Son odeur après la pluie : un moment suspendu
Car il n’y a dans cette histoire ni action, ni rebondissement, ni héros. Rien d’autre que le temps qui s’arrête comme on retiendrait son souffle pour explorer un lien d’attachement dans ses moindre replis, dans ses plus petits bonheurs et ses plus grandes tragédies, dans ses promesses et ses souvenirs. Une succession d’arrêts sur image avec toujours au premier plan : l’amour.

Mais le regard sensible de Véronique Boutonnet, l’inventivité de Richard Arselin et le talent indiscutable de Marie-Hélène Goudet ont à nouveau fait des merveilles et sont venus s’entremêler avec la plume poétique de Cédric Sapin-Defour. Et c’est bien la vie qui jaillit de cette adaptation envoûtante, très joliment animée par la création musicale et sonore de Glaze Furtivo qui contribue grandement à notre immersion et apporte une profondeur supplémentaire à cette scénographie de toute beauté.
« Un antidote à la morosité. Un antidote à la fossilisation. Tous les grognons devraient passer une heure avec un chien. »
L’ennui, c’est simple, ne trouve aucun espace pour s’installer. Ni dans le décor ingénieux et charmant de cette forêt merveilleuse (faite de véritables troncs d’arbres !) où le bonheur finira par partir en cendres, ni dans le jeu habité, vibrant, et d’une sincérité bouleversante de Marie-Hélène Goudet dont nous n’en attendions pas moins depuis les larmes que la comédienne nous avait déjà tirées dans Moi vivante, au festival d’Avignon 2022. Et puis il y a le corps, jamais oublié dans les mises en scène et dans la direction d’acteur de Véronique Boutonnet qui s’applique toujours à faire du mouvement un langage.
De l’amour à n’en plus finir
Quiconque a un jour eu le privilège de connaître ce lien fort, unique, cet amour pur et inconditionnel avec un animal trouvera dans chaque mot, chaque geste, chaque regard, chaque silence de la comédienne une résonance qui convoquera tour à tour la joie, la nostalgie, indéniablement aussi le chagrin, et surtout la gratitude. Quelques rires aussi, notamment dans la scène franchement géniale du repas de famille où s’invitent les conversations de politesse, les incompréhensions, les jugements, et quelques personnages délicieusement interprétés !

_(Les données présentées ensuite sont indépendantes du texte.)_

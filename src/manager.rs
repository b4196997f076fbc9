//! The manager for recording, modifying, and retrieving attendance data.

use crate::error::{Error, Result};
use crate::models::{
    AttendanceRecord, Group, NewAttendanceRecord, NewGroup, NewStatusCategory, NewStudent,
    StatusCategory, Student,
};
use crate::recorder::{self, AttendanceEntry};
use crate::schema;
use crate::statistics::{self, StudentStatistics};
use chrono::{Local, NaiveDate};
use diesel::connection::SimpleConnection;
use diesel::prelude::*;
use dotenvy::dotenv;
use std::env;
use tracing::{debug, info};

/// The labels the status lookup table starts out with.
const DEFAULT_STATUS_LABELS: [&str; 4] = ["Anwesend", "Entschuldigt", "Unentschuldigt", "Krank"];

/// The schema, created in code on `init`.
///
/// There is intentionally no UNIQUE(student_id, date) constraint: one record
/// per student and day is enforced by looking up before writing.
const SCHEMA_DDL: &str = "
    CREATE TABLE IF NOT EXISTS groups (
        id INTEGER PRIMARY KEY AUTOINCREMENT,
        label TEXT NOT NULL
    );
    CREATE TABLE IF NOT EXISTS students (
        id INTEGER PRIMARY KEY AUTOINCREMENT,
        last_name TEXT NOT NULL,
        first_name TEXT NOT NULL,
        group_id INTEGER NOT NULL REFERENCES groups(id)
    );
    CREATE TABLE IF NOT EXISTS statuses (
        id INTEGER PRIMARY KEY AUTOINCREMENT,
        label TEXT NOT NULL
    );
    CREATE TABLE IF NOT EXISTS attendance (
        id INTEGER PRIMARY KEY AUTOINCREMENT,
        student_id INTEGER NOT NULL REFERENCES students(id),
        date DATE NOT NULL,
        status_id INTEGER NOT NULL REFERENCES statuses(id),
        comment TEXT
    );
    CREATE INDEX IF NOT EXISTS idx_students_group ON students(group_id);
    CREATE INDEX IF NOT EXISTS idx_attendance_student_date ON attendance(student_id, date);
";

/// The manager for all attendance data, owning the `sqlite3` connection.
pub struct AttendanceManager {
    db: SqliteConnection,
}

impl AttendanceManager {
    /// Connects to the `sqlite3` instance located at the `DATABASE_URL`
    /// environment variable (a `.env` file is honored).
    pub fn connect() -> Result<Self> {
        dotenv().ok();

        let database_url = env::var("DATABASE_URL").map_err(|_| Error::MissingDatabaseUrl)?;
        Self::connect_to(&database_url)
    }

    /// Connects to the `sqlite3` instance at the given location.
    pub fn connect_to(database_url: &str) -> Result<Self> {
        let mut db = SqliteConnection::establish(database_url)?;
        db.batch_execute("PRAGMA foreign_keys = ON;")?;
        Ok(Self { db })
    }

    /// Creates the schema if it does not exist yet.
    pub fn initialize_schema(&mut self) -> Result<()> {
        self.db.batch_execute(SCHEMA_DDL)?;
        Ok(())
    }

    /// Seeds the status lookup table with the canonical labels. Does nothing
    /// if any statuses exist already, so running `init` twice is harmless.
    pub fn seed_statuses(&mut self) -> Result<Vec<StatusCategory>> {
        let existing: i64 = schema::statuses::table.count().get_result(&mut self.db)?;
        if existing == 0 {
            let rows: Vec<NewStatusCategory> = DEFAULT_STATUS_LABELS
                .iter()
                .map(|&label| NewStatusCategory { label })
                .collect();
            diesel::insert_into(schema::statuses::table)
                .values(rows)
                .execute(&mut self.db)?;
            info!("status table seeded");
        }
        self.get_statuses()
    }

    /// Retrieves all groups.
    pub fn get_groups(&mut self) -> Result<Vec<Group>> {
        use schema::groups::dsl::*;

        Ok(groups
            .order_by(id)
            .select(Group::as_select())
            .load(&mut self.db)?)
    }

    /// Retrieves a specific group.
    pub fn get_group(&mut self, group: i32) -> Result<Group> {
        group_by_id(&mut self.db, group)
    }

    /// Retrieves the group with the given label, creating it if necessary.
    pub fn find_or_create_group(&mut self, group_label: &str) -> Result<Group> {
        use schema::groups::dsl::*;

        let found = groups
            .filter(label.eq(group_label))
            .select(Group::as_select())
            .first(&mut self.db)
            .optional()?;
        if let Some(found) = found {
            return Ok(found);
        }

        Ok(diesel::insert_into(schema::groups::table)
            .values(NewGroup { label: group_label })
            .returning(Group::as_returning())
            .get_result(&mut self.db)?)
    }

    /// Retrieves a specific student.
    pub fn get_student(&mut self, student: i32) -> Result<Student> {
        student_by_id(&mut self.db, student)
    }

    /// Retrieves all students of a group, ordered by name.
    pub fn get_students_in_group(&mut self, group: i32) -> Result<Vec<Student>> {
        use schema::students::dsl::*;

        Ok(students
            .filter(group_id.eq(group))
            .order_by((last_name, first_name))
            .select(Student::as_select())
            .load(&mut self.db)?)
    }

    /// Retrieves the whole roster together with each student's group.
    pub fn roster(&mut self) -> Result<Vec<(Student, Group)>> {
        Ok(schema::students::table
            .inner_join(schema::groups::table)
            .order_by((
                schema::students::last_name.asc(),
                schema::students::first_name.asc(),
            ))
            .select((Student::as_select(), Group::as_select()))
            .load(&mut self.db)?)
    }

    /// Inserts a student into the given group.
    pub fn add_student(&mut self, last: &str, first: &str, group: i32) -> Result<Student> {
        let row = NewStudent {
            last_name: last,
            first_name: first,
            group_id: group,
        };
        Ok(diesel::insert_into(schema::students::table)
            .values(row)
            .returning(Student::as_returning())
            .get_result(&mut self.db)?)
    }

    /// Removes and returns a student from the roster.
    pub fn delete_student(&mut self, student: i32) -> Result<Student> {
        use schema::students::dsl::*;

        diesel::delete(students.filter(id.eq(student)))
            .returning(Student::as_returning())
            .get_result(&mut self.db)
            .optional()?
            .ok_or(Error::StudentNotFound(student))
    }

    /// Retrieves all status categories.
    pub fn get_statuses(&mut self) -> Result<Vec<StatusCategory>> {
        use schema::statuses::dsl::*;

        Ok(statuses
            .order_by(id)
            .select(StatusCategory::as_select())
            .load(&mut self.db)?)
    }

    /// Retrieves a specific status category.
    pub fn get_status(&mut self, status: i32) -> Result<StatusCategory> {
        status_by_id(&mut self.db, status)
    }

    /// Looks up the attendance record of a student for one day, if any.
    pub fn find_record_for_day(
        &mut self,
        student: i32,
        day: NaiveDate,
    ) -> Result<Option<AttendanceRecord>> {
        record_for_day(&mut self.db, student, day)
    }

    /// Retrieves a student's full attendance history, oldest first.
    pub fn records_for_student(&mut self, student: i32) -> Result<Vec<AttendanceRecord>> {
        use schema::attendance::dsl::*;

        Ok(attendance
            .filter(student_id.eq(student))
            .order_by(date)
            .select(AttendanceRecord::as_select())
            .load(&mut self.db)?)
    }

    /// Retrieves a group's records in the given date range (inclusive),
    /// joined with student and status for display.
    pub fn records_for_group_between(
        &mut self,
        group: i32,
        from: NaiveDate,
        to: NaiveDate,
    ) -> Result<Vec<(AttendanceRecord, Student, StatusCategory)>> {
        group_by_id(&mut self.db, group)?;

        Ok(schema::attendance::table
            .inner_join(schema::students::table)
            .inner_join(schema::statuses::table)
            .filter(schema::students::group_id.eq(group))
            .filter(schema::attendance::date.between(from, to))
            .order_by((
                schema::attendance::date.asc(),
                schema::students::last_name.asc(),
            ))
            .select((
                AttendanceRecord::as_select(),
                Student::as_select(),
                StatusCategory::as_select(),
            ))
            .load(&mut self.db)?)
    }

    /// Records today's submitted entries. See [`Self::record_for_date`].
    pub fn record_today(&mut self, entries: &[AttendanceEntry]) -> Result<Option<i32>> {
        self.record_for_date(Local::now().date_naive(), entries)
    }

    /// Records one day's submitted entries in a single transaction.
    ///
    /// Per entry: resolve student and status, compute the lateness note from
    /// the arrival time, then update the existing record for (student, day)
    /// in place or insert a new one. The first bad entry rolls back the whole
    /// batch; there are no partial writes.
    ///
    /// Returns the group of the last processed entry's student, which callers
    /// use to navigate back to the group they were recording for. `None` for
    /// an empty batch.
    pub fn record_for_date(
        &mut self,
        day: NaiveDate,
        entries: &[AttendanceEntry],
    ) -> Result<Option<i32>> {
        debug!(count = entries.len(), %day, "recording attendance batch");

        let group = self.db.transaction::<_, Error, _>(|conn| {
            let mut last_group = None;
            for entry in entries {
                let student = student_by_id(conn, entry.student_id)?;
                let status = status_by_id(conn, entry.status_id)?;
                let comment = recorder::resolve_comment(entry)?;
                last_group = Some(student.group_id);

                match record_for_day(conn, student.id, day)? {
                    Some(existing) => {
                        diesel::update(
                            schema::attendance::table
                                .filter(schema::attendance::id.eq(existing.id)),
                        )
                        .set((
                            schema::attendance::status_id.eq(status.id),
                            schema::attendance::comment.eq(comment.as_deref()),
                        ))
                        .execute(conn)?;
                    }
                    None => {
                        let record = NewAttendanceRecord {
                            student_id: student.id,
                            date: day,
                            status_id: status.id,
                            comment: comment.as_deref(),
                        };
                        diesel::insert_into(schema::attendance::table)
                            .values(record)
                            .execute(conn)?;
                    }
                }
            }
            Ok(last_group)
        })?;

        info!(count = entries.len(), ?group, "attendance batch stored");
        Ok(group)
    }

    /// Loads a student's full history and computes the aggregate summary.
    ///
    /// A student without records (or an unknown id) yields the all-zero
    /// summary with no student attached.
    pub fn statistics_for_student(&mut self, student: i32) -> Result<StudentStatistics> {
        let history: Vec<(AttendanceRecord, StatusCategory)> = schema::attendance::table
            .inner_join(schema::statuses::table)
            .filter(schema::attendance::student_id.eq(student))
            .order_by(schema::attendance::date.asc())
            .select((AttendanceRecord::as_select(), StatusCategory::as_select()))
            .load(&mut self.db)?;

        let owner = if history.is_empty() {
            None
        } else {
            Some(student_by_id(&mut self.db, student)?)
        };

        Ok(statistics::compute(owner, &history))
    }
}

/// Parses a `YYYY-MM` month into its first and last day.
pub fn month_bounds(month: &str) -> Result<(NaiveDate, NaiveDate)> {
    let invalid = || Error::InvalidMonth(month.to_string());

    let (year_part, month_part) = month.trim().split_once('-').ok_or_else(invalid)?;
    let year: i32 = year_part.parse().map_err(|_| invalid())?;
    let month_num: u32 = month_part.parse().map_err(|_| invalid())?;

    let first = NaiveDate::from_ymd_opt(year, month_num, 1).ok_or_else(invalid)?;
    let next_month = if month_num == 12 {
        NaiveDate::from_ymd_opt(year + 1, 1, 1)
    } else {
        NaiveDate::from_ymd_opt(year, month_num + 1, 1)
    }
    .ok_or_else(invalid)?;
    let last = next_month.pred_opt().ok_or_else(invalid)?;

    Ok((first, last))
}

fn group_by_id(conn: &mut SqliteConnection, group: i32) -> Result<Group> {
    use schema::groups::dsl::*;

    groups
        .filter(id.eq(group))
        .select(Group::as_select())
        .first(conn)
        .optional()?
        .ok_or(Error::GroupNotFound(group))
}

fn student_by_id(conn: &mut SqliteConnection, student: i32) -> Result<Student> {
    use schema::students::dsl::*;

    students
        .filter(id.eq(student))
        .select(Student::as_select())
        .first(conn)
        .optional()?
        .ok_or(Error::StudentNotFound(student))
}

fn status_by_id(conn: &mut SqliteConnection, status: i32) -> Result<StatusCategory> {
    use schema::statuses::dsl::*;

    statuses
        .filter(id.eq(status))
        .select(StatusCategory::as_select())
        .first(conn)
        .optional()?
        .ok_or(Error::StatusNotFound(status))
}

fn record_for_day(
    conn: &mut SqliteConnection,
    student: i32,
    day: NaiveDate,
) -> Result<Option<AttendanceRecord>> {
    use schema::attendance::dsl::*;

    Ok(attendance
        .filter(student_id.eq(student).and(date.eq(day)))
        .select(AttendanceRecord::as_select())
        .first(conn)
        .optional()?)
}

Dans un monde où nous cherchons sans cesse à passer de stimulation en stimulation, de surprises en rebondissements, d’encore mieux en toujours plus, il est bon aussi d’accepter de s’arrêter un instant. Pour explorer, s’imprégner, ressentir, écouter, contempler. C’est ce que le chien amène son maître à faire, et c’est ce à quoi invite Son odeur après la pluie. À nous blottir dans le cœur battant d’un lien affectif où tout n’est qu’instinct, loyauté, confiance, complicité ; où la différence est précisément ce qui réunit avec autant de force, où seul l’instant présent compte. Un lien que l’on tentera d’expliquer à ceux qui diront « ce n’était qu’un chien » parce que, sans connaître, comment comprendre ? Dans cette forêt où tout commence et tout finit, où tout demeure, Ubac, le Bouvier Bernois, aura rendu plus vivants que jamais tous nos petits compagnons adorés. Une petite merveille.
Son odeur après la pluie, de Cédric Sapin-Defour, adaptation Véronique Boutonnet, mise en scène Richard Arselin et Véronique Boutonnet, avec Marie-Hélène Goudet, se jouera du 5 au 26 juillet 2025 au théâtre du Petit Chien, à Avignon.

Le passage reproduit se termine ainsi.